** THE TASK **
Where the records hold the string "DocumentCategory", show the whole line it sits on.
━━━━━ SUPPLIED MATERIAL
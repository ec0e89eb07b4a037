//! Error types for the context assembly domain.
//!
//! Build-path errors are captured into the per-key build record and
//! never escape `get_context`; configuration errors surface
//! synchronously to the caller.

use thiserror::Error;

use crate::models::ContextKey;

/// Failure modes of a background context build.
#[derive(Debug, Error)]
pub enum BuildError {
    /// No eligible documents exist for the key. Terminal: retrying
    /// cannot help until a new document arrives.
    #[error("no active documents for {key}")]
    NoDocuments { key: ContextKey },

    /// Text extraction failed for a single document. Recorded in
    /// `failed_documents`; only fatal when no document succeeds.
    #[error("extraction failed for document {document_id}: {reason}")]
    Extraction { document_id: String, reason: String },

    /// Anything else that went wrong mid-build. Retried with backoff.
    #[error("build failed: {0}")]
    Transient(#[from] anyhow::Error),
}

impl BuildError {
    /// Whether the scheduler should retry after backoff.
    pub fn is_retryable(&self) -> bool {
        matches!(self, BuildError::Transient(_))
    }
}

/// Configuration problems, raised synchronously and never retried.
#[derive(Debug, Error)]
pub enum ConfigError {
    #[error("unknown model category: '{0}' (expected one of: small, medium, large)")]
    UnknownModelCategory(String),

    #[error("invalid configuration: {0}")]
    Invalid(String),
}
//! Core data models used throughout Context Forge.
//!
//! These types represent the documents, chunks, cached contexts, and
//! overflow reports that flow through the assembly pipeline.

use std::fmt;

use chrono::{DateTime, Utc};
use serde::{Deserialize, Serialize};

/// Category assigned to a document by the external store.
#[derive(Debug, Clone, Copy, PartialEq, Eq, Hash, Serialize, Deserialize)]
#[serde(rename_all = "kebab-case")]
pub enum DocumentCategory {
    Solicitations,
    Requirements,
    References,
    PastPerformance,
    Proposals,
    Compliance,
    Media,
    Unknown,
}

/// Lifecycle status of a document in the external store.
#[derive(Debug, Clone, Copy, PartialEq, Eq, Serialize, Deserialize)]
#[serde(rename_all = "snake_case")]
pub enum DocumentStatus {
    Active,
    Archived,
}

/// Read-only document reference owned by the external document store.
#[derive(Debug, Clone)]
pub struct Document {
    pub id: String,
    pub name: String,
    pub category: DocumentCategory,
    pub project: String,
    /// Size in bytes as reported by the store.
    pub size: u64,
    pub created_at: DateTime<Utc>,
    pub updated_at: Option<DateTime<Utc>>,
    pub description: Option<String>,
    pub status: DocumentStatus,
}

impl Document {
    /// Timestamp used for staleness detection: last update, falling
    /// back to creation time.
    pub fn stamp(&self) -> DateTime<Utc> {
        self.updated_at.unwrap_or(self.created_at)
    }
}

/// Section classification assigned to a chunk by the keyword rules.
#[derive(Debug, Clone, Copy, PartialEq, Eq, Serialize, Deserialize)]
#[serde(rename_all = "snake_case")]
pub enum SectionType {
    ExecutiveSummary,
    Technical,
    Management,
    Requirements,
    Experience,
    General,
}

/// Provenance metadata carried on every chunk.
#[derive(Debug, Clone, PartialEq, Serialize, Deserialize)]
pub struct ChunkMetadata {
    pub category: DocumentCategory,
    pub project: String,
    pub uploaded_at: DateTime<Utc>,
}

/// A paragraph-granularity excerpt of a document's extracted text.
///
/// Chunks are ephemeral: regenerated on every build and never persisted
/// independently of their [`CachedContext`].
#[derive(Debug, Clone, PartialEq, Serialize, Deserialize)]
pub struct ContextChunk {
    pub id: String,
    pub document_id: String,
    pub document_name: String,
    pub content: String,
    pub chunk_index: i64,
    pub word_count: usize,
    pub character_count: usize,
    pub section_type: SectionType,
    pub metadata: ChunkMetadata,
}

/// Identifies one assembled context: a project paired with the document
/// type the context grounds.
#[derive(Debug, Clone, PartialEq, Eq, Hash, Serialize, Deserialize)]
pub struct ContextKey {
    pub project: String,
    pub document_type: String,
}

impl ContextKey {
    pub fn new(project: impl Into<String>, document_type: impl Into<String>) -> Self {
        Self {
            project: project.into(),
            document_type: document_type.into(),
        }
    }
}

impl fmt::Display for ContextKey {
    fn fmt(&self, f: &mut fmt::Formatter<'_>) -> fmt::Result {
        write!(f, "{}:{}", self.project, self.document_type)
    }
}

/// Build lifecycle state for one [`ContextKey`].
#[derive(Debug, Clone, Copy, PartialEq, Eq, Serialize, Deserialize)]
#[serde(rename_all = "snake_case")]
pub enum BuildStatus {
    Idle,
    Scheduled,
    Building,
    Complete,
    Failed,
}

/// Point-in-time view of a key's build record, as observers see it.
#[derive(Debug, Clone, Serialize)]
pub struct BuildSnapshot {
    pub status: BuildStatus,
    pub build_timestamp: Option<DateTime<Utc>>,
    pub checksum: Option<String>,
    pub error_message: Option<String>,
    pub retry_count: u32,
}

impl BuildSnapshot {
    pub fn idle() -> Self {
        Self {
            status: BuildStatus::Idle,
            build_timestamp: None,
            checksum: None,
            error_message: None,
            retry_count: 0,
        }
    }
}

/// A document whose text extraction failed during a build.
#[derive(Debug, Clone, PartialEq, Serialize, Deserialize)]
pub struct FailedDocument {
    pub document_id: String,
    pub reason: String,
}

/// The assembled context for one key.
///
/// Replaced atomically on every successful build; readers holding the
/// previous value keep a consistent (stale-but-valid) view.
#[derive(Debug, Clone, Serialize, Deserialize)]
pub struct CachedContext {
    pub token_count: u64,
    pub word_count: u64,
    pub character_count: u64,
    pub document_count: usize,
    pub chunk_count: usize,
    pub checksum: String,
    pub built_at: DateTime<Utc>,
    pub failed_documents: Vec<FailedDocument>,
    pub chunks: Vec<ContextChunk>,
}

/// Per-document aggregation used in overflow analysis.
#[derive(Debug, Clone, Serialize)]
pub struct DocumentBreakdown {
    pub document_id: String,
    pub document_name: String,
    pub token_count: u64,
    pub chunk_count: usize,
    pub priority_score: i64,
    pub relevance_score: u8,
    /// True when this document alone exceeds the context budget.
    pub oversized: bool,
}

/// A document excluded by the greedy selection, with the reason shown
/// to the user.
#[derive(Debug, Clone, Serialize)]
pub struct RemovedDocument {
    pub document_id: String,
    pub document_name: String,
    pub token_count: u64,
    pub reason: String,
}

/// The recommended subset when the full set does not fit.
#[derive(Debug, Clone, Serialize)]
pub struct SelectionRecommendation {
    pub suggested_documents: Vec<DocumentBreakdown>,
    pub removed_documents: Vec<RemovedDocument>,
    pub tokens_saved: u64,
    pub summary: String,
}

/// Result of checking assembled chunks against a model's token budget.
#[derive(Debug, Clone, Serialize)]
pub struct OverflowReport {
    pub will_overflow: bool,
    pub current_tokens: u64,
    pub max_context_tokens: u64,
    pub overflow_amount: u64,
    pub document_breakdown: Vec<DocumentBreakdown>,
    pub recommendations: SelectionRecommendation,
}
//! # Context Forge
//!
//! Token-bounded context assembly for AI generation calls.
//!
//! Context Forge assembles a curated set of document excerpts — the
//! "context" — for a given (project, documentType) key, keeps it fresh
//! through checksum-based cache invalidation, and recommends which
//! documents to keep when the full set overflows a model's token budget.
//!
//! ## Architecture
//!
//! ```text
//! ┌─────────────────┐   get_context    ┌──────────────────┐
//! │ DocumentSource  │◀────────────────▶│      Engine       │
//! │ (list, extract) │                  │ checksum + cache  │
//! └─────────────────┘                  └───┬──────────┬───┘
//!                                          │          │
//!                               request    ▼          ▼  read
//!                            ┌──────────────┐   ┌────────────┐
//!                            │  Scheduler    │──▶│ ContextStore│
//!                            │ debounce/retry│   │ Arc-swapped │
//!                            └──────┬───────┘   └────────────┘
//!                                   ▼ build
//!                          rank → extract → chunk
//! ```
//!
//! Builds are debounced (bursts of uploads coalesce into one build),
//! single-flight per key, and retried with backoff on transient
//! failure. Overflow analysis runs on demand against the assembled
//! chunks and a model size class, using the same document ranking the
//! context itself is ordered by.
//!
//! ## Modules
//!
//! | Module | Purpose |
//! |--------|---------|
//! | [`config`] | TOML configuration and hot-reload snapshots |
//! | [`models`] | Core data types |
//! | [`checksum`] | Document-set fingerprinting |
//! | [`prioritize`] | Document ranking and relevance scoring |
//! | [`chunk`] | Paragraph chunking and section classification |
//! | [`scheduler`] | Debounced, single-flight build scheduling |
//! | [`overflow`] | Budget checks and greedy document selection |
//! | [`engine`] | Orchestration |
//! | [`store`] | Context cache abstraction |
//! | [`source`] | Document listing/extraction seam |

pub mod checksum;
pub mod chunk;
pub mod config;
pub mod engine;
pub mod error;
pub mod models;
pub mod overflow;
pub mod prioritize;
pub mod scheduler;
pub mod source;
pub mod store;

pub use config::{Config, SharedConfig};
pub use engine::{ContextAssemblyEngine, ContextResponse};
pub use error::{BuildError, ConfigError};
pub use models::{
    BuildSnapshot, BuildStatus, CachedContext, ContextChunk, ContextKey, Document,
    DocumentCategory, DocumentStatus, OverflowReport, SectionType,
};
pub use source::DocumentSource;
pub use store::ContextStore;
━━━━━━━━━━
** ANSWER TO THIS TASK **
pub enum DocumentCategory {
    pub category: DocumentCategory,
    pub category: DocumentCategory,
    DocumentCategory, DocumentStatus, OverflowReport, SectionType,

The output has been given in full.